Frequently the value of a silver item is at least partially subjective, with things like rarity, craftsmanship, and other factors heavily influencing the value. It's important to go into any potential selling situation well informed to help you get the best price!
Whether you decide to go with a national service where your items are mailed in and appraised, or a dealer local to Taylor Mill, research is key. Know who you're dealing with by checking with organizaions like the BBB, and know the value of your items by checking spot prices and getting competing offers.
Selling silver can be intimidating at first for a new-comer, but it doesn't have to be! As with all things in life, preperation is the key to success.
Governments around the world have seized noble metals from time to time, so keeping your entire stash locally could be a bad idea depending on where you live.
Safe jurisdictions like Switzerland should be considered when you get to the point of holding a significant (tens of thousands of dollars worth generally) amount.

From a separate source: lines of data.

//! Auth service.

use std::{sync::Arc, time::Duration};

use async_trait::async_trait;
use jiff::SignedDuration;
use mockall::automock;
use sqlx::PgPool;
use tracing::{debug, info, warn};
use uuid::Uuid;

use crate::{
    auth::{
        AuthServiceError, CredentialMetadata, IssuedToken, NewCredential,
        repository::{CredentialRepository, PgCredentialRepository},
        generate_token_secret, hash_token, validate_token,
    },
    clock::Clock,
    database::bounded,
    users::UserUuid,
};

/// Lifetime of a freshly issued credential.
pub const DEFAULT_TOKEN_TTL: SignedDuration = SignedDuration::from_hours(24 * 90);

/// Upper bound for a single credential store call.
pub const DEFAULT_STORE_TIMEOUT: Duration = Duration::from_secs(2);

#[derive(Debug, Clone, Copy)]
pub struct AuthSettings {
    pub token_ttl: SignedDuration,
    pub store_timeout: Duration,
}

impl Default for AuthSettings {
    fn default() -> Self {
        Self {
            token_ttl: DEFAULT_TOKEN_TTL,
            store_timeout: DEFAULT_STORE_TIMEOUT,
        }
    }
}

#[derive(Clone)]
pub struct TokenAuthService {
    repository: Arc<dyn CredentialRepository>,
    clock: Arc<dyn Clock>,
    settings: AuthSettings,
}

impl TokenAuthService {
    #[must_use]
    pub fn new(pool: PgPool, clock: Arc<dyn Clock>, settings: AuthSettings) -> Self {
        Self::from_repository(Arc::new(PgCredentialRepository::new(pool)), clock, settings)
    }

    #[must_use]
    pub fn from_repository(
        repository: Arc<dyn CredentialRepository>,
        clock: Arc<dyn Clock>,
        settings: AuthSettings,
    ) -> Self {
        Self {
            repository,
            clock,
            settings,
        }
    }
}

#[async_trait]
impl AuthService for TokenAuthService {
    async fn issue_token(&self, user: UserUuid) -> Result<IssuedToken, AuthServiceError> {
        let secret = generate_token_secret();
        let token = secret.encode();

        let expires_at = self
            .clock
            .now()
            .checked_add(self.settings.token_ttl)
            .map_err(AuthServiceError::Expiry)?;

        let record = bounded(
            self.settings.store_timeout,
            self.repository.replace_user_credential(NewCredential {
                uuid: Uuid::now_v7(),
                user_uuid: user,
                token_hash: hash_token(&token),
                expires_at,
            }),
        )
        .await?;

        info!(user = %user, credential = %record.uuid, "issued extension credential");

        Ok(IssuedToken {
            token,
            user_uuid: record.user_uuid,
            expires_at: record.expires_at,
        })
    }

    async fn authenticate_bearer(&self, token: &str) -> Result<UserUuid, AuthServiceError> {
        let token = validate_token(token)?;

        let record = bounded(
            self.settings.store_timeout,
            self.repository.find_by_token_hash(&hash_token(token)),
        )
        .await?
        .ok_or(AuthServiceError::CredentialNotFound)?;

        if record.expires_at <= self.clock.now() {
            // Self-cleaning: the next presentation of this token is a plain miss.
            match bounded(
                self.settings.store_timeout,
                self.repository.delete_credential(record.uuid),
            )
            .await
            {
                Ok(_deleted) => {
                    debug!(credential = %record.uuid, "removed expired credential");
                }
                Err(source) => {
                    warn!(credential = %record.uuid, "failed to remove expired credential: {source}");
                }
            }

            return Err(AuthServiceError::CredentialExpired);
        }

        Ok(record.user_uuid)
    }

    async fn revoke_user_tokens(&self, user: UserUuid) -> Result<u64, AuthServiceError> {
        let revoked = bounded(
            self.settings.store_timeout,
            self.repository.delete_user_credentials(user),
        )
        .await?;

        info!(user = %user, revoked, "revoked extension credentials");

        Ok(revoked)
    }

    async fn list_user_tokens(
        &self,
        user: UserUuid,
    ) -> Result<Vec<CredentialMetadata>, AuthServiceError> {
        let records = bounded(
            self.settings.store_timeout,
            self.repository.list_user_credentials(user),
        )
        .await?;

        Ok(records.into_iter().map(CredentialMetadata::from).collect())
    }
}

/// Issuance and verification of extension bearer credentials.
#[automock]
#[async_trait]
pub trait AuthService: Send + Sync {
    /// Mint a token for `user`, replacing any credential it already holds.
    async fn issue_token(&self, user: UserUuid) -> Result<IssuedToken, AuthServiceError>;

    /// Resolve the user behind a presented bearer token.
    async fn authenticate_bearer(&self, token: &str) -> Result<UserUuid, AuthServiceError>;

    /// Delete every credential held by `user`. Returns the number removed.
    async fn revoke_user_tokens(&self, user: UserUuid) -> Result<u64, AuthServiceError>;

    async fn list_user_tokens(
        &self,
        user: UserUuid,
    ) -> Result<Vec<CredentialMetadata>, AuthServiceError>;
}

It's important to comply with the law when it comes to buying silver, and knowing what they are goes a long way.
Under a certain dollar amount, there's no need to declare (which may be attractive to some), but once you hit a threshold you will need to (and should) declare your holdings.

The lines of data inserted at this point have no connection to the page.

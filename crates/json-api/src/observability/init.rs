//! Telemetry lifecycle management.

use opentelemetry::global;
use opentelemetry_sdk::{propagation::TraceContextPropagator, trace::SdkTracerProvider};
use tracing::error;

use crate::config::ServerConfig;

use super::{ObservabilityError, logging, otel, settings};

/// Runtime observability state.
#[derive(Debug)]
pub(crate) struct Observability {
    tracer_provider: Option<SdkTracerProvider>,
}

impl Observability {
    /// Initialize structured logging and optional OpenTelemetry export.
    pub(crate) fn init(config: &ServerConfig) -> Result<Self, ObservabilityError> {
        settings::apply_runtime_config(&config.observability);

        let tracer_provider = if config.observability.otel_enabled {
            global::set_text_map_propagator(TraceContextPropagator::new());

            Some(otel::build_tracer_provider(&config.observability)?)
        } else {
            None
        };

        logging::init_subscriber(config, tracer_provider.as_ref())?;

        Ok(Self { tracer_provider })
    }

    /// Flush and shutdown telemetry pipelines.
    pub(crate) fn shutdown(self) {
        let Some(provider) = self.tracer_provider else {
            return;
        };

        if let Err(source) = provider.shutdown() {
            error!("failed to shutdown tracer provider: {source}");
        }
    }
}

Physical precious metals like silver are a hedge to the traditional banking system. In a crisis, if the system collapses, it may very well take your property down with it (if it can).
If there is a run on the banks, having your silver under your direct control means they can't confiscate it, block access to it, or have loaned it out in a leveraged fashion.
As a general rule, you should look at buying legal tender silver coins wherever possible. This will almost certainly include less overhead and premium than other formats, and be closer to the true spot price of silver.
Purchasing rare silver coins should be avoided unless you really know what you're doing. Some subjective measures of value are easy to misjudge, and may result in you getting taken advantage of.